--- Work to complete ---
Retype the records in full, exactly as they stand.

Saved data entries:
···

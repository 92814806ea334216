use std::sync::{Arc, Mutex};
use tracing::instrument;

use crate::api::materials::DownloadTicket;
use crate::api::{self, ApiClient};
use crate::core::cache::keys;
use crate::core::{AppError, Notifier, QueryCache};
use crate::models::materials::{Material, UpdateMaterialPayload};
use crate::models::ratings::{RatePayload, RatingReceipt};
use crate::session::SessionStore;

/// Lifecycle every async action shares. `Pending` blocks a second
/// start; `Failed` may go back to `Pending` through an explicit retry.
#[derive(Debug, Clone, PartialEq)]
pub enum ActionState<T> {
    Idle,
    Pending,
    Success(T),
    Failed(String),
}

impl<T> ActionState<T> {
    pub fn is_idle(&self) -> bool {
        matches!(self, Self::Idle)
    }

    pub fn is_pending(&self) -> bool {
        matches!(self, Self::Pending)
    }

    pub fn is_success(&self) -> bool {
        matches!(self, Self::Success(_))
    }

    pub fn failure(&self) -> Option<&str> {
        match self {
            Self::Failed(message) => Some(message),
            _ => None,
        }
    }
}

pub(crate) fn begin<T>(
    slot: &Mutex<ActionState<T>>,
    busy_message: &str,
) -> Result<(), AppError> {
    let mut state = slot
        .lock()
        .map_err(|e| AppError::internal_error(format!("Action state unavailable: {}", e)))?;
    if state.is_pending() {
        return Err(AppError::validation_error(busy_message));
    }
    *state = ActionState::Pending;
    Ok(())
}

pub(crate) fn settle<T>(slot: &Mutex<ActionState<T>>, outcome: ActionState<T>) {
    if let Ok(mut state) = slot.lock() {
        *state = outcome;
    }
}

fn read<T: Clone>(slot: &Mutex<ActionState<T>>) -> ActionState<T> {
    slot.lock()
        .map(|state| state.clone())
        .unwrap_or(ActionState::Idle)
}

/// Authenticated mutations on one material. Every success invalidates
/// the cached views that could have changed — the material itself, the
/// caller's own list, the aggregates and the search slices — before the
/// success notification goes out, so a subscriber never reads "done"
/// next to stale numbers.
pub struct MaterialActions {
    client: Arc<ApiClient>,
    session: Arc<SessionStore>,
    cache: Arc<QueryCache>,
    notifier: Notifier,
    download_state: Mutex<ActionState<DownloadTicket>>,
    rate_state: Mutex<ActionState<RatingReceipt>>,
    update_state: Mutex<ActionState<Material>>,
    delete_state: Mutex<ActionState<()>>,
}

impl MaterialActions {
    pub fn new(
        client: Arc<ApiClient>,
        session: Arc<SessionStore>,
        cache: Arc<QueryCache>,
        notifier: Notifier,
    ) -> Self {
        Self {
            client,
            session,
            cache,
            notifier,
            download_state: Mutex::new(ActionState::Idle),
            rate_state: Mutex::new(ActionState::Idle),
            update_state: Mutex::new(ActionState::Idle),
            delete_state: Mutex::new(ActionState::Idle),
        }
    }

    pub fn download_state(&self) -> ActionState<DownloadTicket> {
        read(&self.download_state)
    }

    pub fn rate_state(&self) -> ActionState<RatingReceipt> {
        read(&self.rate_state)
    }

    pub fn update_state(&self) -> ActionState<Material> {
        read(&self.update_state)
    }

    pub fn delete_state(&self) -> ActionState<()> {
        read(&self.delete_state)
    }

    pub fn reset_download(&self) {
        settle(&self.download_state, ActionState::Idle);
    }

    pub fn reset_rate(&self) {
        settle(&self.rate_state, ActionState::Idle);
    }

    /// Asks for a download ticket. Refused locally, with a
    /// redirect-to-login error and no request at all, when nobody is
    /// logged in.
    #[instrument(name = "Download Material", skip(self))]
    pub async fn download(&self, material_id: &str) -> Result<DownloadTicket, AppError> {
        if !self.session.is_authenticated() {
            let error = AppError::auth_required("Você precisa fazer login para baixar materiais");
            self.notifier.error(error.message());
            return Err(error);
        }
        begin(&self.download_state, "Download já em andamento")?;

        match api::materials::request_download(&self.client, material_id).await {
            Ok(ticket) => {
                self.invalidate_material_views(material_id);
                settle(&self.download_state, ActionState::Success(ticket.clone()));
                self.notifier.success("Download pronto");
                Ok(ticket)
            }
            Err(error) => self.fail(material_id, &self.download_state, error),
        }
    }

    /// Submits a 1 to 5 rating. The score is validated before any
    /// request; a duplicate-rating answer from the backend surfaces
    /// verbatim.
    #[instrument(name = "Rate Material", skip(self, payload))]
    pub async fn rate(
        &self,
        material_id: &str,
        payload: &RatePayload,
    ) -> Result<RatingReceipt, AppError> {
        if !self.session.is_authenticated() {
            let error = AppError::auth_required("Você precisa fazer login para avaliar materiais");
            self.notifier.error(error.message());
            return Err(error);
        }
        begin(&self.rate_state, "Avaliação já em andamento")?;

        match api::materials::rate(&self.client, material_id, payload).await {
            Ok(receipt) => {
                self.invalidate_material_views(material_id);
                settle(&self.rate_state, ActionState::Success(receipt.clone()));
                self.notifier.success("Avaliação enviada");
                Ok(receipt)
            }
            Err(error) => self.fail(material_id, &self.rate_state, error),
        }
    }

    #[instrument(name = "Update Material", skip(self, payload))]
    pub async fn update(
        &self,
        material_id: &str,
        payload: &UpdateMaterialPayload,
    ) -> Result<Material, AppError> {
        if !self.session.is_authenticated() {
            let error = AppError::auth_required("Você precisa fazer login para editar materiais");
            self.notifier.error(error.message());
            return Err(error);
        }
        begin(&self.update_state, "Edição já em andamento")?;

        match api::materials::update(&self.client, material_id, payload).await {
            Ok(material) => {
                self.invalidate_material_views(material_id);
                settle(&self.update_state, ActionState::Success(material.clone()));
                self.notifier.success("Material atualizado");
                Ok(material)
            }
            Err(error) => self.fail(material_id, &self.update_state, error),
        }
    }

    #[instrument(name = "Delete Material", skip(self))]
    pub async fn delete(&self, material_id: &str) -> Result<(), AppError> {
        if !self.session.is_authenticated() {
            let error = AppError::auth_required("Você precisa fazer login para excluir materiais");
            self.notifier.error(error.message());
            return Err(error);
        }
        begin(&self.delete_state, "Exclusão já em andamento")?;

        match api::materials::delete(&self.client, material_id).await {
            Ok(()) => {
                self.invalidate_material_views(material_id);
                settle(&self.delete_state, ActionState::Success(()));
                self.notifier.success("Material excluído");
                Ok(())
            }
            Err(error) => self.fail(material_id, &self.delete_state, error),
        }
    }

    fn fail<T, V>(
        &self,
        material_id: &str,
        slot: &Mutex<ActionState<T>>,
        error: AppError,
    ) -> Result<V, AppError> {
        let error = self.session.absorb_unauthorized(error);
        tracing::warn!(material_id, error = %error, "material action failed");
        settle(slot, ActionState::Failed(error.message()));
        self.notifier.error(error.message());
        Err(error)
    }

    // Over-invalidation is fine; a stale count surviving a user's own
    // action is not.
    fn invalidate_material_views(&self, material_id: &str) {
        self.cache.invalidate(&keys::material(material_id));
        self.cache.invalidate(&keys::similar(material_id));
        self.cache.invalidate_prefix(keys::MY_MATERIALS_PREFIX);
        self.cache.invalidate(keys::STATS);
        self.cache.invalidate_prefix(keys::SEARCH_PREFIX);
    }
}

···

--- Answer to this task ---
repository 92814806ea334216
use std::sync::{Arc, Mutex};
use tracing::instrument;

use crate::api::materials::DownloadTicket;
use crate::api::{self, ApiClient};
use crate::core::cache::keys;
use crate::core::{AppError, Notifier, QueryCache};
use crate::models::materials::{Material, UpdateMaterialPayload};
use crate::models::ratings::{RatePayload, RatingReceipt};
use crate::session::SessionStore;

/// Lifecycle every async action shares. `Pending` blocks a second
/// start; `Failed` may go back to `Pending` through an explicit retry.
#[derive(Debug, Clone, PartialEq)]
pub enum ActionState<T> {
    Idle,
    Pending,
    Success(T),
    Failed(String),
}

impl<T> ActionState<T> {
    pub fn is_idle(&self) -> bool {
        matches!(self, Self::Idle)
    }

    pub fn is_pending(&self) -> bool {
        matches!(self, Self::Pending)
    }

    pub fn is_success(&self) -> bool {
        matches!(self, Self::Success(_))
    }

    pub fn failure(&self) -> Option<&str> {
        match self {
            Self::Failed(message) => Some(message),
            _ => None,
        }
    }
}

pub(crate) fn begin<T>(
    slot: &Mutex<ActionState<T>>,
    busy_message: &str,
) -> Result<(), AppError> {
    let mut state = slot
        .lock()
        .map_err(|e| AppError::internal_error(format!("Action state unavailable: {}", e)))?;
    if state.is_pending() {
        return Err(AppError::validation_error(busy_message));
    }
    *state = ActionState::Pending;
    Ok(())
}

pub(crate) fn settle<T>(slot: &Mutex<ActionState<T>>, outcome: ActionState<T>) {
    if let Ok(mut state) = slot.lock() {
        *state = outcome;
    }
}

fn read<T: Clone>(slot: &Mutex<ActionState<T>>) -> ActionState<T> {
    slot.lock()
        .map(|state| state.clone())
        .unwrap_or(ActionState::Idle)
}

/// Authenticated mutations on one material. Every success invalidates
/// the cached views that could have changed — the material itself, the
/// caller's own list, the aggregates and the search slices — before the
/// success notification goes out, so a subscriber never reads "done"
/// next to stale numbers.
pub struct MaterialActions {
    client: Arc<ApiClient>,
    session: Arc<SessionStore>,
    cache: Arc<QueryCache>,
    notifier: Notifier,
    download_state: Mutex<ActionState<DownloadTicket>>,
    rate_state: Mutex<ActionState<RatingReceipt>>,
    update_state: Mutex<ActionState<Material>>,
    delete_state: Mutex<ActionState<()>>,
}

impl MaterialActions {
    pub fn new(
        client: Arc<ApiClient>,
        session: Arc<SessionStore>,
        cache: Arc<QueryCache>,
        notifier: Notifier,
    ) -> Self {
        Self {
            client,
            session,
            cache,
            notifier,
            download_state: Mutex::new(ActionState::Idle),
            rate_state: Mutex::new(ActionState::Idle),
            update_state: Mutex::new(ActionState::Idle),
            delete_state: Mutex::new(ActionState::Idle),
        }
    }

    pub fn download_state(&self) -> ActionState<DownloadTicket> {
        read(&self.download_state)
    }

    pub fn rate_state(&self) -> ActionState<RatingReceipt> {
        read(&self.rate_state)
    }

    pub fn update_state(&self) -> ActionState<Material> {
        read(&self.update_state)
    }

    pub fn delete_state(&self) -> ActionState<()> {
        read(&self.delete_state)
    }

    pub fn reset_download(&self) {
        settle(&self.download_state, ActionState::Idle);
    }

    pub fn reset_rate(&self) {
        settle(&self.rate_state, ActionState::Idle);
    }

    /// Asks for a download ticket. Refused locally, with a
    /// redirect-to-login error and no request at all, when nobody is
    /// logged in.
    #[instrument(name = "Download Material", skip(self))]
    pub async fn download(&self, material_id: &str) -> Result<DownloadTicket, AppError> {
        if !self.session.is_authenticated() {
            let error = AppError::auth_required("Você precisa fazer login para baixar materiais");
            self.notifier.error(error.message());
            return Err(error);
        }
        begin(&self.download_state, "Download já em andamento")?;

        match api::materials::request_download(&self.client, material_id).await {
            Ok(ticket) => {
                self.invalidate_material_views(material_id);
                settle(&self.download_state, ActionState::Success(ticket.clone()));
                self.notifier.success("Download pronto");
                Ok(ticket)
            }
            Err(error) => self.fail(material_id, &self.download_state, error),
        }
    }

    /// Submits a 1 to 5 rating. The score is validated before any
    /// request; a duplicate-rating answer from the backend surfaces
    /// verbatim.
    #[instrument(name = "Rate Material", skip(self, payload))]
    pub async fn rate(
        &self,
        material_id: &str,
        payload: &RatePayload,
    ) -> Result<RatingReceipt, AppError> {
        if !self.session.is_authenticated() {
            let error = AppError::auth_required("Você precisa fazer login para avaliar materiais");
            self.notifier.error(error.message());
            return Err(error);
        }
        begin(&self.rate_state, "Avaliação já em andamento")?;

        match api::materials::rate(&self.client, material_id, payload).await {
            Ok(receipt) => {
                self.invalidate_material_views(material_id);
                settle(&self.rate_state, ActionState::Success(receipt.clone()));
                self.notifier.success("Avaliação enviada");
                Ok(receipt)
            }
            Err(error) => self.fail(material_id, &self.rate_state, error),
        }
    }

    #[instrument(name = "Update Material", skip(self, payload))]
    pub async fn update(
        &self,
        material_id: &str,
        payload: &UpdateMaterialPayload,
    ) -> Result<Material, AppError> {
        if !self.session.is_authenticated() {
            let error = AppError::auth_required("Você precisa fazer login para editar materiais");
            self.notifier.error(error.message());
            return Err(error);
        }
        begin(&self.update_state, "Edição já em andamento")?;

        match api::materials::update(&self.client, material_id, payload).await {
            Ok(material) => {
                self.invalidate_material_views(material_id);
                settle(&self.update_state, ActionState::Success(material.clone()));
                self.notifier.success("Material atualizado");
                Ok(material)
            }
            Err(error) => self.fail(material_id, &self.update_state, error),
        }
    }

    #[instrument(name = "Delete Material", skip(self))]
    pub async fn delete(&self, material_id: &str) -> Result<(), AppError> {
        if !self.session.is_authenticated() {
            let error = AppError::auth_required("Você precisa fazer login para excluir materiais");
            self.notifier.error(error.message());
            return Err(error);
        }
        begin(&self.delete_state, "Exclusão já em andamento")?;

        match api::materials::delete(&self.client, material_id).await {
            Ok(()) => {
                self.invalidate_material_views(material_id);
                settle(&self.delete_state, ActionState::Success(()));
                self.notifier.success("Material excluído");
                Ok(())
            }
            Err(error) => self.fail(material_id, &self.delete_state, error),
        }
    }

    fn fail<T, V>(
        &self,
        material_id: &str,
        slot: &Mutex<ActionState<T>>,
        error: AppError,
    ) -> Result<V, AppError> {
        let error = self.session.absorb_unauthorized(error);
        tracing::warn!(material_id, error = %error, "material action failed");
        settle(slot, ActionState::Failed(error.message()));
        self.notifier.error(error.message());
        Err(error)
    }

    // Over-invalidation is fine; a stale count surviving a user's own
    // action is not.
    fn invalidate_material_views(&self, material_id: &str) {
        self.cache.invalidate(&keys::material(material_id));
        self.cache.invalidate(&keys::similar(material_id));
        self.cache.invalidate_prefix(keys::MY_MATERIALS_PREFIX);
        self.cache.invalidate(keys::STATS);
        self.cache.invalidate_prefix(keys::SEARCH_PREFIX);
    }
}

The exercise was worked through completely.